In this tutorial, we are going to learn about Two-Phase Commit Transactions (2PC) in detail.

Two-Phase Commit Transactions (2PC)

• Widely used in database systems because it is very strong transaction.
• Sometimes useful in microservices (only when there are only few microservices involved in building the system).
• It has two phases due to which it is called a Two-Phase Commit pattern, i.e., a Prepare Phase and a Commit Phase.
  • Prepare Phase: To start a transaction, microservices are asked to prepare for a change, is called prepare phase. Example: Create a record in the database and set its status field or column to 0(0 means not stable)
  • Commit Phase: Microservices are asked to make the final and actual change, which is the commit phase.

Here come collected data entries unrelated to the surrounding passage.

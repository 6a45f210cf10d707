//! Entity specs map proposition types to physical tables and columns.
//!
//! Every column is addressed by a [`ColumnSpec`]: the ordered join path from
//! the owning entity's base table to the table holding the column, plus the
//! column name. Two column specs are join-path-equal iff their hop sequences
//! and column match exactly; the aliaser and the join-graph compiler both
//! rely on that equality.

use serde::{Deserialize, Serialize};

use super::value::ValueType;

/// One join hop: a foreign-key predicate from one table to the next.
#[derive(Debug, Clone, PartialEq, Eq, Hash, Serialize, Deserialize)]
pub struct JoinHop {
    pub from_table: String,
    pub from_column: String,
    pub to_table: String,
    pub to_column: String,
}

/// A database-local code together with the canonical proposition id it
/// normalizes to. Used both for CASE translation in SELECT and for
/// restricting a discriminator column in WHERE.
#[derive(Debug, Clone, PartialEq, Eq, Hash, Serialize, Deserialize)]
pub struct CodeMapping {
    pub proposition_id: String,
    pub sql_code: String,
}

/// A physical `table.column` reachable through zero or more join hops from
/// the owning entity's base table.
#[derive(Debug, Clone, PartialEq, Eq, Hash, Serialize, Deserialize)]
pub struct ColumnSpec {
    /// Join path from the entity's base table. Empty means the column lives
    /// on the base table itself.
    #[serde(default)]
    pub joins: Vec<JoinHop>,
    /// Table holding the column. Must equal the last hop's `to_table` when
    /// the path is non-empty.
    pub table: String,
    pub column: String,
    /// Code→canonical-id mapping for discriminator columns.
    #[serde(default, skip_serializing_if = "Option::is_none")]
    pub code_mappings: Option<Vec<CodeMapping>>,
}

impl ColumnSpec {
    pub fn new(table: impl Into<String>, column: impl Into<String>) -> Self {
        ColumnSpec {
            joins: Vec::new(),
            table: table.into(),
            column: column.into(),
            code_mappings: None,
        }
    }

    pub fn with_joins(mut self, joins: Vec<JoinHop>) -> Self {
        self.joins = joins;
        self
    }

    pub fn with_code_mappings(mut self, mappings: Vec<CodeMapping>) -> Self {
        self.code_mappings = Some(mappings);
        self
    }

    /// Re-root this column spec by prefixing `path`. Used when a related
    /// entity's columns are reached through a reference from the statement's
    /// primary entity.
    pub fn rebase(&self, path: &[JoinHop]) -> ColumnSpec {
        if path.is_empty() {
            return self.clone();
        }
        let mut joins = Vec::with_capacity(path.len() + self.joins.len());
        joins.extend_from_slice(path);
        joins.extend(self.joins.iter().cloned());
        ColumnSpec {
            joins,
            table: self.table.clone(),
            column: self.column.clone(),
            code_mappings: self.code_mappings.clone(),
        }
    }

    /// Join-path signature identifying the table instance this column reads
    /// from. Distinct signatures never share a SQL alias, which is what makes
    /// self-joins come out correct.
    pub fn table_instance(&self) -> TableInstance {
        TableInstance {
            joins: self.joins.clone(),
            table: self.table.clone(),
        }
    }

    /// Same hop sequence and same column.
    pub fn is_same_column(&self, other: &ColumnSpec) -> bool {
        self.joins == other.joins && self.table == other.table && self.column == other.column
    }
}

/// A distinct joined occurrence of a physical table: the join path leading to
/// it plus the table name. This is the unit of alias allocation.
#[derive(Debug, Clone, PartialEq, Eq, Hash)]
pub struct TableInstance {
    pub joins: Vec<JoinHop>,
    pub table: String,
}

/// Kind of proposition an entity spec reconstructs. The three kinds share
/// processing logic and differ only in the interval they derive.
#[derive(Debug, Clone, Copy, PartialEq, Eq, Serialize, Deserialize)]
#[serde(rename_all = "snake_case")]
pub enum PropositionKind {
    /// No temporal component.
    Constant,
    /// A single point timestamp.
    Primitive,
    /// A start/finish pair.
    Event,
}

/// A named property column with its declared value type.
#[derive(Debug, Clone, PartialEq, Serialize, Deserialize)]
pub struct PropertySpec {
    pub name: String,
    pub spec: ColumnSpec,
    pub value_type: ValueType,
}

/// How many referenced entities one owner row may point at.
#[derive(Debug, Clone, Copy, PartialEq, Eq, Serialize, Deserialize)]
#[serde(rename_all = "snake_case")]
pub enum Cardinality {
    One,
    Many,
}

/// A named, directed join from the owning entity to another entity.
#[derive(Debug, Clone, PartialEq, Serialize, Deserialize)]
pub struct ReferenceSpec {
    pub name: String,
    pub target_entity: String,
    /// Join path from the owning entity's base table to the target entity's
    /// base table.
    pub path: Vec<JoinHop>,
    pub cardinality: Cardinality,
    /// When false the target is joined for data retrieval but excluded from
    /// WHERE-clause restriction.
    #[serde(default = "default_apply_constraints")]
    pub apply_constraints: bool,
}

fn default_apply_constraints() -> bool {
    true
}

/// One proposition type's physical mapping. Immutable once constructed;
/// queries only ever read it.
#[derive(Debug, Clone, PartialEq, Serialize, Deserialize)]
pub struct EntitySpec {
    /// Unique within a catalog.
    pub name: String,
    /// The proposition ids this entity can produce. More than one id means
    /// rows are disambiguated by the discriminator (`code_spec`) column.
    pub proposition_ids: Vec<String>,
    pub kind: PropositionKind,
    /// Column yielding the key id (patient/case identifier) for each row.
    pub base_spec: ColumnSpec,
    /// Columns whose values form the composite unique id of one entity
    /// occurrence. Composite equality must hold across passes.
    pub unique_id_specs: Vec<ColumnSpec>,
    /// Discriminator column; required when `proposition_ids` has more than
    /// one entry. Carries the code mappings for CASE translation.
    #[serde(default, skip_serializing_if = "Option::is_none")]
    pub code_spec: Option<ColumnSpec>,
    #[serde(default, skip_serializing_if = "Option::is_none")]
    pub value_spec: Option<ColumnSpec>,
    #[serde(default, skip_serializing_if = "Option::is_none")]
    pub value_type: Option<ValueType>,
    #[serde(default, skip_serializing_if = "Option::is_none")]
    pub start_time_spec: Option<ColumnSpec>,
    #[serde(default, skip_serializing_if = "Option::is_none")]
    pub finish_time_spec: Option<ColumnSpec>,
    #[serde(default)]
    pub property_specs: Vec<PropertySpec>,
    #[serde(default)]
    pub reference_specs: Vec<ReferenceSpec>,
}

impl EntitySpec {
    /// References from this entity whose target is `other`.
    pub fn references_to<'a>(
        &'a self,
        other: &'a EntitySpec,
    ) -> impl Iterator<Item = &'a ReferenceSpec> {
        self.reference_specs
            .iter()
            .filter(move |r| r.target_entity == other.name)
    }

    /// Whether this entity produces any of the given proposition ids.
    pub fn matches_any<'a, I>(&self, prop_ids: I) -> bool
    where
        I: IntoIterator<Item = &'a str>,
    {
        let mut ids = prop_ids.into_iter();
        ids.any(|id| self.proposition_ids.iter().any(|p| p == id))
    }

    /// Whether a row needs the discriminator column to resolve its
    /// proposition id.
    pub fn needs_discriminator(&self) -> bool {
        self.proposition_ids.len() > 1
    }
}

Example: Set status field or column to 1 or finalized.

  Successful Two-Phase Commit

  

  Here is an example of Successful Two-Phase Commit, which means all the microservices are successfully committed their transactions.

  • Coordinator Microservice starts or creates a transaction, which generates or returns the transaction ID.
  • Now, CustomerMicroservice is hit by the prepareUpdateCustomerFund(id) followed by the orderMicroservice where PrepareCreateOder(id) is hit and both the microservices returns prepared.
  • After preparing the order, we need to update customer funds by hitting the CommitUpdateCustomerFund(id) to the CustomerMicroservice and CommitCreateOrder(id) to the OrderMicroservice and returns done.

  

  Here is another example of Failed Two-Phase Commit, which means all the microservices are not successfully committed their transactions.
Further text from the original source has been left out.